(Collected data)
***
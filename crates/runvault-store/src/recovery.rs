// ABOUTME: Recovery coordinator executing the restart, resume, and rollback strategies.
// ABOUTME: Every attempt is bracketed by an audit transaction correlated by recovery id.

use runvault_core::{RecoveryRequest, RecoveryType, TransactionRecord, TransactionStatus};
use ulid::Ulid;

use crate::service::PersistenceService;

/// Runs one recovery attempt against the persistence service. The attempt's
/// audit transaction moves pending to committed or failed, never back.
pub struct RecoveryCoordinator<'a> {
    service: &'a PersistenceService,
}

impl<'a> RecoveryCoordinator<'a> {
    pub fn new(service: &'a PersistenceService) -> Self {
        Self { service }
    }

    /// Execute a recovery attempt. Returns the recovery correlation id on
    /// success and `None` on failure; the audit record carries the outcome
    /// either way.
    pub async fn execute(&self, request: &RecoveryRequest) -> Option<Ulid> {
        let recovery_id = Ulid::new();
        let record = TransactionRecord::pending_recovery(
            &request.run_id,
            &request.triggered_by,
            recovery_id,
            request.recovery_type,
        );
        if let Err(e) = self.service.txlog.log(&record).await {
            tracing::error!(
                "could not open recovery transaction for run {}: {}",
                request.run_id,
                e
            );
            return None;
        }
        tracing::info!(
            "recovery {} ({}) started for run {}",
            recovery_id,
            request.recovery_type.as_str(),
            request.run_id
        );

        let outcome = self.run_strategy(request).await;

        let (status, error_message) = match &outcome {
            Ok(()) => (TransactionStatus::Committed, None),
            Err(message) => (TransactionStatus::Failed, Some(message.as_str())),
        };
        // Completion is addressed by the correlation id in the record's
        // metadata, not by its primary key.
        if let Err(e) = self
            .service
            .txlog
            .complete_by_recovery_id(recovery_id, status, error_message)
            .await
        {
            tracing::warn!("could not complete recovery {}: {}", recovery_id, e);
        }

        match outcome {
            Ok(()) => {
                tracing::info!("recovery {} completed for run {}", recovery_id, request.run_id);
                Some(recovery_id)
            }
            Err(message) => {
                tracing::warn!(
                    "recovery {} failed for run {}: {}",
                    recovery_id,
                    request.run_id,
                    message
                );
                None
            }
        }
    }

    async fn run_strategy(&self, request: &RecoveryRequest) -> Result<(), String> {
        match request.recovery_type {
            RecoveryType::Restart => {
                // Drop the cached state; the next load falls through to the
                // durable store.
                self.service.cache.invalidate(&request.run_id).await;
                Ok(())
            }
            RecoveryType::Resume => match self.service.load(&request.run_id, None).await {
                Some(_) => Ok(()),
                None => Err(format!("no snapshot to resume for run {}", request.run_id)),
            },
            RecoveryType::Rollback => {
                // Fails before any storage lookup.
                let Some(target) = request.target_snapshot_id else {
                    return Err("rollback requires a target snapshot id".to_string());
                };
                match self.service.load(&request.run_id, Some(target)).await {
                    Some(_) => Ok(()),
                    None => Err(format!(
                        "snapshot {} not found for run {}",
                        target, request.run_id
                    )),
                }
            }
        }
    }
}

#[cfg(test)]
mod tests {
    use super::*;
    use crate::config::VaultConfig;
    use runvault_core::{OperationType, SaveRequest};
    use serde_json::json;

    fn make_service() -> PersistenceService {
        PersistenceService::open_in_memory(VaultConfig::default()).unwrap()
    }

    async fn latest_recovery_record(
        service: &PersistenceService,
        run_id: &str,
    ) -> TransactionRecord {
        service
            .transactions()
            .list(run_id, 0, 10)
            .await
            .unwrap()
            .into_iter()
            .find(|record| record.operation_type == OperationType::Recovery)
            .expect("a recovery transaction should exist")
    }

    #[tokio::test]
    async fn restart_succeeds_without_any_snapshot() {
        let service = make_service();

        let recovery_id = service
            .recover(&RecoveryRequest::new("r1", RecoveryType::Restart))
            .await
            .expect("restart should succeed");

        let record = latest_recovery_record(&service, "r1").await;
        assert_eq!(record.status, TransactionStatus::Committed);
        assert_eq!(
            record.metadata["recovery_id"],
            json!(recovery_id.to_string())
        );
        assert!(record.snapshot_id.is_none());
    }

    #[tokio::test]
    async fn restart_drops_cached_state() {
        let service = make_service();

        service
            .save(SaveRequest::new("r1", "t1", "u1", json!({"x": 1})))
            .await
            .unwrap()
            .unwrap();
        service.cache.write("r1", &json!({"stale": true})).await;

        service
            .recover(&RecoveryRequest::new("r1", RecoveryType::Restart))
            .await
            .unwrap();

        // The stale entry is gone; the next load comes from the store.
        assert_eq!(service.load("r1", None).await, Some(json!({"x": 1})));
    }

    #[tokio::test]
    async fn resume_succeeds_with_a_snapshot() {
        let service = make_service();

        service
            .save(SaveRequest::new("r1", "t1", "u1", json!({"x": 1})))
            .await
            .unwrap()
            .unwrap();

        let result = service
            .recover(&RecoveryRequest::new("r1", RecoveryType::Resume))
            .await;
        assert!(result.is_some());

        let record = latest_recovery_record(&service, "r1").await;
        assert_eq!(record.status, TransactionStatus::Committed);
    }

    #[tokio::test]
    async fn resume_fails_without_a_snapshot() {
        let service = make_service();

        let result = service
            .recover(&RecoveryRequest::new("r1", RecoveryType::Resume))
            .await;
        assert!(result.is_none());

        let record = latest_recovery_record(&service, "r1").await;
        assert_eq!(record.status, TransactionStatus::Failed);
        assert!(
            record
                .error_message
                .as_deref()
                .unwrap()
                .contains("no snapshot to resume")
        );
    }

    #[tokio::test]
    async fn rollback_succeeds_with_existing_target() {
        let service = make_service();

        let first = service
            .save(SaveRequest::new("r1", "t1", "u1", json!({"step": 1})))
            .await
            .unwrap()
            .unwrap();
        service
            .save(SaveRequest::new("r1", "t1", "u1", json!({"step": 2})))
            .await
            .unwrap()
            .unwrap();

        let result = service
            .recover(&RecoveryRequest::new("r1", RecoveryType::Rollback).with_target(first))
            .await;
        assert!(result.is_some());
    }

    #[tokio::test]
    async fn rollback_fails_on_missing_target() {
        let service = make_service();

        let result = service
            .recover(&RecoveryRequest::new("r1", RecoveryType::Rollback).with_target(Ulid::new()))
            .await;
        assert!(result.is_none());

        let record = latest_recovery_record(&service, "r1").await;
        assert_eq!(record.status, TransactionStatus::Failed);
    }

    #[tokio::test]
    async fn rollback_without_target_fails_before_storage() {
        let service = make_service();

        let result = service
            .recover(&RecoveryRequest::new("r1", RecoveryType::Rollback))
            .await;
        assert!(result.is_none());

        let record = latest_recovery_record(&service, "r1").await;
        assert_eq!(record.status, TransactionStatus::Failed);
        assert!(
            record
                .error_message
                .as_deref()
                .unwrap()
                .contains("requires a target snapshot id")
        );
    }

    #[tokio::test]
    async fn every_attempt_leaves_no_pending_record() {
        let service = make_service();

        service
            .recover(&RecoveryRequest::new("r1", RecoveryType::Restart))
            .await;
        service
            .recover(&RecoveryRequest::new("r1", RecoveryType::Resume))
            .await;
        service
            .recover(&RecoveryRequest::new("r1", RecoveryType::Rollback))
            .await;

        let records = service.transactions().list("r1", 0, 10).await.unwrap();
        assert_eq!(records.len(), 3);
        for record in records {
            assert!(record.status.is_terminal(), "record left pending");
            assert!(record.completed_at.is_some());
        }
    }
}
***
### What needs to be done
From the entries above, copy each line that holds "match".

### Exercise output
        let (status, error_message) = match &outcome {
        match outcome {
        match request.recovery_type {
            RecoveryType::Resume => match self.service.load(&request.run_id, None).await {
                match self.service.load(&request.run_id, Some(target)).await {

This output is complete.